§ Task goal
What's wanted is the full listing, reproduced exactly.

§ Raw data
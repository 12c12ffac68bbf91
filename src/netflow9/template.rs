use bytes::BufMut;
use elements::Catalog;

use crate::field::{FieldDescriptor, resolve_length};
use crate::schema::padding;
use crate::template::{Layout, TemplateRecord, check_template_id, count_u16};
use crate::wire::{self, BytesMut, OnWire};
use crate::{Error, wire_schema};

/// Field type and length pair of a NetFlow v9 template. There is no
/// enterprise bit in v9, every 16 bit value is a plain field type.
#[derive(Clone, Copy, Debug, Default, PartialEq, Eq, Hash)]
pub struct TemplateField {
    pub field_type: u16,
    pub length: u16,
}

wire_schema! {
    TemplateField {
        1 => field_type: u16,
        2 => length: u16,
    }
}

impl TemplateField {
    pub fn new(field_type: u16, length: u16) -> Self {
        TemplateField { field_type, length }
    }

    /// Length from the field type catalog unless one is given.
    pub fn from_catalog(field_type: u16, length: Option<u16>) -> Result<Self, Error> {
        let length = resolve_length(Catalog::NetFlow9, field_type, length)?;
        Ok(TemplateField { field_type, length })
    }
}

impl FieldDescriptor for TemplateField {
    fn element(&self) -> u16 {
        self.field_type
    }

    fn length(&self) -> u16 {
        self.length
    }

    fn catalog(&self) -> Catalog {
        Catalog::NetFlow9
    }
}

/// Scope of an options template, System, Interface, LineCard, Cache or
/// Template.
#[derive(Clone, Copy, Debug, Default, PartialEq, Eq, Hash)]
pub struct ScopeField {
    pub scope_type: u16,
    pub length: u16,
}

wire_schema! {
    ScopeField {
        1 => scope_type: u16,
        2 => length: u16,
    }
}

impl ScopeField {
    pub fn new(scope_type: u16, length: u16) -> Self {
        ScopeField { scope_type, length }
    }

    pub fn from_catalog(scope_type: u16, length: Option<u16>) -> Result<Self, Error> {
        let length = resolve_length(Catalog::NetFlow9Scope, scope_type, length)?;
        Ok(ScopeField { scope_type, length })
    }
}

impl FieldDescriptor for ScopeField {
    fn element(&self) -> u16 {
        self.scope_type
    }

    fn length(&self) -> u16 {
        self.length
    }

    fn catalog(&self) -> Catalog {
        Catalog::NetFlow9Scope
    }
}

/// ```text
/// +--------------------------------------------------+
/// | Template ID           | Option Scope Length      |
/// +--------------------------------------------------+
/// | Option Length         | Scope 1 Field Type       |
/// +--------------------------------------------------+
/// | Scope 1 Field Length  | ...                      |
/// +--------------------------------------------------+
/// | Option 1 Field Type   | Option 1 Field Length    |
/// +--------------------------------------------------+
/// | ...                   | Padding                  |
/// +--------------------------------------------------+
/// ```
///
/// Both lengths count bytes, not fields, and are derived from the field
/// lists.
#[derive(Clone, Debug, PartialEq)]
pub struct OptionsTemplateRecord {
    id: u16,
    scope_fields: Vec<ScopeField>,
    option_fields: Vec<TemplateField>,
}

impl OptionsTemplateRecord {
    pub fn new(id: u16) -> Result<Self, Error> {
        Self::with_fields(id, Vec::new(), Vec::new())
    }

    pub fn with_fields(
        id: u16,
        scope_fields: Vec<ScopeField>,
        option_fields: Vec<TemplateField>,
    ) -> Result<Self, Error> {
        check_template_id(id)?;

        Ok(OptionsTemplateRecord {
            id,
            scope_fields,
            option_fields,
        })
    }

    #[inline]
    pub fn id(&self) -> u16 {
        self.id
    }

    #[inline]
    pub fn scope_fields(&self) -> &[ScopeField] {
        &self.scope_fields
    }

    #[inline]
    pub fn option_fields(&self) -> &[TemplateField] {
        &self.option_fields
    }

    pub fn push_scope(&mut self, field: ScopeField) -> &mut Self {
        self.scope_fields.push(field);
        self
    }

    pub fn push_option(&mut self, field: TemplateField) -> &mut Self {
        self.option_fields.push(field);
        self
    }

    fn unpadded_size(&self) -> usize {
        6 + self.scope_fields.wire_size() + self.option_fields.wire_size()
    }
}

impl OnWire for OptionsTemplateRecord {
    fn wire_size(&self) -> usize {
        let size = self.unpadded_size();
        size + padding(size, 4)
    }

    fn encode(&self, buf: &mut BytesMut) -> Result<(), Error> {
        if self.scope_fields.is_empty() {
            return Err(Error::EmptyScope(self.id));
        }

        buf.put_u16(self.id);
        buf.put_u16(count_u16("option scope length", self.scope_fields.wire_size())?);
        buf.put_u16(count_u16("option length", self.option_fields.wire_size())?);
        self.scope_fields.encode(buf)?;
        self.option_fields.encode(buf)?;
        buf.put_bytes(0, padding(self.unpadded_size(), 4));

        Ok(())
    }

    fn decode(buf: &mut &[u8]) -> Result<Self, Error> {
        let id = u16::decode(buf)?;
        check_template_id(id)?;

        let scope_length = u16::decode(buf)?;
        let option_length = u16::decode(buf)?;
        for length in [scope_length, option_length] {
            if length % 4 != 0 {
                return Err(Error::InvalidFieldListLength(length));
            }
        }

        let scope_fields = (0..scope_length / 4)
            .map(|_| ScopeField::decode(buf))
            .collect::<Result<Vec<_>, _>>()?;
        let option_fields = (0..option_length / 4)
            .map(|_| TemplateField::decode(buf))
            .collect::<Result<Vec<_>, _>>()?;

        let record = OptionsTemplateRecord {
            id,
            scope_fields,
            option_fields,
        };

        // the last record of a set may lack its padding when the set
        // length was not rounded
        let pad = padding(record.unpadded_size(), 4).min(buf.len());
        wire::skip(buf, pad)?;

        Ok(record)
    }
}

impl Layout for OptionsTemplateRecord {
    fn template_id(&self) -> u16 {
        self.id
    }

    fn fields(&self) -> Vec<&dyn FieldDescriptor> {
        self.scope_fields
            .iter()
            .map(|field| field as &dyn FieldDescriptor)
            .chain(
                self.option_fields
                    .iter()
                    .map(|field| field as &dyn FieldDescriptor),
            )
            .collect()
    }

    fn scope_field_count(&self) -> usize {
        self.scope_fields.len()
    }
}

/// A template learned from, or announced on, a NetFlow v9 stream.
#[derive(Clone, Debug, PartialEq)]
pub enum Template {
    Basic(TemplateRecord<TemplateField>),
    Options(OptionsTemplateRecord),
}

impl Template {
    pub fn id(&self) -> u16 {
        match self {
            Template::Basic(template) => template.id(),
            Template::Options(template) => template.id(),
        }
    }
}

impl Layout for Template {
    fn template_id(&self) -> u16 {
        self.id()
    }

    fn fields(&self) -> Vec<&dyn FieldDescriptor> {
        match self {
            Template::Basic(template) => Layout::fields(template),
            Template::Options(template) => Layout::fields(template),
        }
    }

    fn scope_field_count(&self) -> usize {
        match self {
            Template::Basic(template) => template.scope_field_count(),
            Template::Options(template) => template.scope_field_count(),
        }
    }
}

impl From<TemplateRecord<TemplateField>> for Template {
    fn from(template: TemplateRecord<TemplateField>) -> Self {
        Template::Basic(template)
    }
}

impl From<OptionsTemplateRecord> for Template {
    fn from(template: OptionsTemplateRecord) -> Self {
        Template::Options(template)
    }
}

§ Response
repository 12c12ffac68bbf91
filename src/netflow9/template.rs
use bytes::BufMut;
use elements::Catalog;

use crate::field::{FieldDescriptor, resolve_length};
use crate::schema::padding;
use crate::template::{Layout, TemplateRecord, check_template_id, count_u16};
use crate::wire::{self, BytesMut, OnWire};
use crate::{Error, wire_schema};

/// Field type and length pair of a NetFlow v9 template. There is no
/// enterprise bit in v9, every 16 bit value is a plain field type.
#[derive(Clone, Copy, Debug, Default, PartialEq, Eq, Hash)]
pub struct TemplateField {
    pub field_type: u16,
    pub length: u16,
}

wire_schema! {
    TemplateField {
        1 => field_type: u16,
        2 => length: u16,
    }
}

impl TemplateField {
    pub fn new(field_type: u16, length: u16) -> Self {
        TemplateField { field_type, length }
    }

    /// Length from the field type catalog unless one is given.
    pub fn from_catalog(field_type: u16, length: Option<u16>) -> Result<Self, Error> {
        let length = resolve_length(Catalog::NetFlow9, field_type, length)?;
        Ok(TemplateField { field_type, length })
    }
}

impl FieldDescriptor for TemplateField {
    fn element(&self) -> u16 {
        self.field_type
    }

    fn length(&self) -> u16 {
        self.length
    }

    fn catalog(&self) -> Catalog {
        Catalog::NetFlow9
    }
}

/// Scope of an options template, System, Interface, LineCard, Cache or
/// Template.
#[derive(Clone, Copy, Debug, Default, PartialEq, Eq, Hash)]
pub struct ScopeField {
    pub scope_type: u16,
    pub length: u16,
}

wire_schema! {
    ScopeField {
        1 => scope_type: u16,
        2 => length: u16,
    }
}

impl ScopeField {
    pub fn new(scope_type: u16, length: u16) -> Self {
        ScopeField { scope_type, length }
    }

    pub fn from_catalog(scope_type: u16, length: Option<u16>) -> Result<Self, Error> {
        let length = resolve_length(Catalog::NetFlow9Scope, scope_type, length)?;
        Ok(ScopeField { scope_type, length })
    }
}

impl FieldDescriptor for ScopeField {
    fn element(&self) -> u16 {
        self.scope_type
    }

    fn length(&self) -> u16 {
        self.length
    }

    fn catalog(&self) -> Catalog {
        Catalog::NetFlow9Scope
    }
}

/// ```text
/// +--------------------------------------------------+
/// | Template ID           | Option Scope Length      |
/// +--------------------------------------------------+
/// | Option Length         | Scope 1 Field Type       |
/// +--------------------------------------------------+
/// | Scope 1 Field Length  | ...                      |
/// +--------------------------------------------------+
/// | Option 1 Field Type   | Option 1 Field Length    |
/// +--------------------------------------------------+
/// | ...                   | Padding                  |
/// +--------------------------------------------------+
/// ```
///
/// Both lengths count bytes, not fields, and are derived from the field
/// lists.
#[derive(Clone, Debug, PartialEq)]
pub struct OptionsTemplateRecord {
    id: u16,
    scope_fields: Vec<ScopeField>,
    option_fields: Vec<TemplateField>,
}

impl OptionsTemplateRecord {
    pub fn new(id: u16) -> Result<Self, Error> {
        Self::with_fields(id, Vec::new(), Vec::new())
    }

    pub fn with_fields(
        id: u16,
        scope_fields: Vec<ScopeField>,
        option_fields: Vec<TemplateField>,
    ) -> Result<Self, Error> {
        check_template_id(id)?;

        Ok(OptionsTemplateRecord {
            id,
            scope_fields,
            option_fields,
        })
    }

    #[inline]
    pub fn id(&self) -> u16 {
        self.id
    }

    #[inline]
    pub fn scope_fields(&self) -> &[ScopeField] {
        &self.scope_fields
    }

    #[inline]
    pub fn option_fields(&self) -> &[TemplateField] {
        &self.option_fields
    }

    pub fn push_scope(&mut self, field: ScopeField) -> &mut Self {
        self.scope_fields.push(field);
        self
    }

    pub fn push_option(&mut self, field: TemplateField) -> &mut Self {
        self.option_fields.push(field);
        self
    }

    fn unpadded_size(&self) -> usize {
        6 + self.scope_fields.wire_size() + self.option_fields.wire_size()
    }
}

impl OnWire for OptionsTemplateRecord {
    fn wire_size(&self) -> usize {
        let size = self.unpadded_size();
        size + padding(size, 4)
    }

    fn encode(&self, buf: &mut BytesMut) -> Result<(), Error> {
        if self.scope_fields.is_empty() {
            return Err(Error::EmptyScope(self.id));
        }

        buf.put_u16(self.id);
        buf.put_u16(count_u16("option scope length", self.scope_fields.wire_size())?);
        buf.put_u16(count_u16("option length", self.option_fields.wire_size())?);
        self.scope_fields.encode(buf)?;
        self.option_fields.encode(buf)?;
        buf.put_bytes(0, padding(self.unpadded_size(), 4));

        Ok(())
    }

    fn decode(buf: &mut &[u8]) -> Result<Self, Error> {
        let id = u16::decode(buf)?;
        check_template_id(id)?;

        let scope_length = u16::decode(buf)?;
        let option_length = u16::decode(buf)?;
        for length in [scope_length, option_length] {
            if length % 4 != 0 {
                return Err(Error::InvalidFieldListLength(length));
            }
        }

        let scope_fields = (0..scope_length / 4)
            .map(|_| ScopeField::decode(buf))
            .collect::<Result<Vec<_>, _>>()?;
        let option_fields = (0..option_length / 4)
            .map(|_| TemplateField::decode(buf))
            .collect::<Result<Vec<_>, _>>()?;

        let record = OptionsTemplateRecord {
            id,
            scope_fields,
            option_fields,
        };

        // the last record of a set may lack its padding when the set
        // length was not rounded
        let pad = padding(record.unpadded_size(), 4).min(buf.len());
        wire::skip(buf, pad)?;

        Ok(record)
    }
}

impl Layout for OptionsTemplateRecord {
    fn template_id(&self) -> u16 {
        self.id
    }

    fn fields(&self) -> Vec<&dyn FieldDescriptor> {
        self.scope_fields
            .iter()
            .map(|field| field as &dyn FieldDescriptor)
            .chain(
                self.option_fields
                    .iter()
                    .map(|field| field as &dyn FieldDescriptor),
            )
            .collect()
    }

    fn scope_field_count(&self) -> usize {
        self.scope_fields.len()
    }
}

/// A template learned from, or announced on, a NetFlow v9 stream.
#[derive(Clone, Debug, PartialEq)]
pub enum Template {
    Basic(TemplateRecord<TemplateField>),
    Options(OptionsTemplateRecord),
}

impl Template {
    pub fn id(&self) -> u16 {
        match self {
            Template::Basic(template) => template.id(),
            Template::Options(template) => template.id(),
        }
    }
}

impl Layout for Template {
    fn template_id(&self) -> u16 {
        self.id()
    }

    fn fields(&self) -> Vec<&dyn FieldDescriptor> {
        match self {
            Template::Basic(template) => Layout::fields(template),
            Template::Options(template) => Layout::fields(template),
        }
    }

    fn scope_field_count(&self) -> usize {
        match self {
            Template::Basic(template) => template.scope_field_count(),
            Template::Options(template) => template.scope_field_count(),
        }
    }
}

impl From<TemplateRecord<TemplateField>> for Template {
    fn from(template: TemplateRecord<TemplateField>) -> Self {
        Template::Basic(template)
    }
}

impl From<OptionsTemplateRecord> for Template {
    fn from(template: OptionsTemplateRecord) -> Self {
        Template::Options(template)
    }
}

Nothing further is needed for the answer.